### Dataset records
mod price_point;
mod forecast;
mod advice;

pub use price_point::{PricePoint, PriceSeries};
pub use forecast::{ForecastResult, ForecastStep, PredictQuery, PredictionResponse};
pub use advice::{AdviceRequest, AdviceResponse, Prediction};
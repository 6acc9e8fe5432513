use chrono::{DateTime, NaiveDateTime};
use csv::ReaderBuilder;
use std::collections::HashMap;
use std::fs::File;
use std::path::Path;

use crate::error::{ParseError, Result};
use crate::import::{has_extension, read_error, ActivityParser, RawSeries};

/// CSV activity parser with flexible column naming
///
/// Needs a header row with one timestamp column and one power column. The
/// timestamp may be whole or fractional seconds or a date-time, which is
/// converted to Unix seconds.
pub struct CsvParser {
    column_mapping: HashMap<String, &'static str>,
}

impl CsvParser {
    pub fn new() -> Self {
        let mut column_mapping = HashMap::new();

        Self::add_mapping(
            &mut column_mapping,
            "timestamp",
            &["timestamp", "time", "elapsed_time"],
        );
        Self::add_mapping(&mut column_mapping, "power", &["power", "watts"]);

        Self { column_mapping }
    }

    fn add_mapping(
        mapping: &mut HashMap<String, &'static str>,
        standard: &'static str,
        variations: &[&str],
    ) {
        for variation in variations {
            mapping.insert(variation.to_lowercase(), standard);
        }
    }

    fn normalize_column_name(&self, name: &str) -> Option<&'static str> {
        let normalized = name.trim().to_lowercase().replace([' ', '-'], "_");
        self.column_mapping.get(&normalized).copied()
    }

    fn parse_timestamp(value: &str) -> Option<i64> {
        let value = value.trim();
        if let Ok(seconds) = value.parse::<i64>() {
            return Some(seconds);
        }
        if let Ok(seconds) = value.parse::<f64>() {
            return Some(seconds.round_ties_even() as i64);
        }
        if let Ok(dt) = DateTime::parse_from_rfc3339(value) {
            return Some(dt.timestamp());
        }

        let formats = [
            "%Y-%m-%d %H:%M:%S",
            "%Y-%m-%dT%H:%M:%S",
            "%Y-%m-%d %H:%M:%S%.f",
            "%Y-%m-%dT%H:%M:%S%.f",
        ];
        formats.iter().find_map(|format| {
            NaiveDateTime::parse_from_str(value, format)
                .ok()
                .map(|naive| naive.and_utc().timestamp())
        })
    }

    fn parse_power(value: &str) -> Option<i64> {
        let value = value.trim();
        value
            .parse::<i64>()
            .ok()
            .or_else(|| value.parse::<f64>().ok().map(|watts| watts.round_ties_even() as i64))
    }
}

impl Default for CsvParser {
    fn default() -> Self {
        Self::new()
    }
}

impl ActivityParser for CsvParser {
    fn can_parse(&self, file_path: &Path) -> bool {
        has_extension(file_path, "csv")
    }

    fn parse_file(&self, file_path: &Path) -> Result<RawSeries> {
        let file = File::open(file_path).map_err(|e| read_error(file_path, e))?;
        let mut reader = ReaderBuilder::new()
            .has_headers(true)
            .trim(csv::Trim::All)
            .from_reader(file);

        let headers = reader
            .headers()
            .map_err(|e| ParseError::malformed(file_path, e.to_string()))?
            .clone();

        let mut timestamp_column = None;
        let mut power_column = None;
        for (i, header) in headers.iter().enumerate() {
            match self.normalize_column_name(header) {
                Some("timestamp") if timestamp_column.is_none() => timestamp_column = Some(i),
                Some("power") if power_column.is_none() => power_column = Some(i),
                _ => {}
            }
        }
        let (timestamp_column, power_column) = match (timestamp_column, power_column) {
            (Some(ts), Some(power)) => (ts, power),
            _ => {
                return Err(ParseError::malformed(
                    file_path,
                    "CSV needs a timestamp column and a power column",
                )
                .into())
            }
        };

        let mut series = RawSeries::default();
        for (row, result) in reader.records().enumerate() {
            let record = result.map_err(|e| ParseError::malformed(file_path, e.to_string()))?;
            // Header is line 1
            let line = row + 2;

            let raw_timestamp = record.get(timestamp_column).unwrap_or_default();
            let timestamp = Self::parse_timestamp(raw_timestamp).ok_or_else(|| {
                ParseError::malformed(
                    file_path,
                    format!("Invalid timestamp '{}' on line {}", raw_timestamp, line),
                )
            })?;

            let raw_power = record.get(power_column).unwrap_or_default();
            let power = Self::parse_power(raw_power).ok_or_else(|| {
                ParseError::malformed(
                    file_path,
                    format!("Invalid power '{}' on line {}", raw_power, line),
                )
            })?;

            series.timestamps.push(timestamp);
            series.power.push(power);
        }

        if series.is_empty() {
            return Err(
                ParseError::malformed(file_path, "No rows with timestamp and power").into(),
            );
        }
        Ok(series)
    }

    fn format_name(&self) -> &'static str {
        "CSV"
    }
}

### To do
List every line above that holds the word "ActivityParser".

### Written solution
use crate::import::{has_extension, read_error, ActivityParser, RawSeries};
impl ActivityParser for CsvParser {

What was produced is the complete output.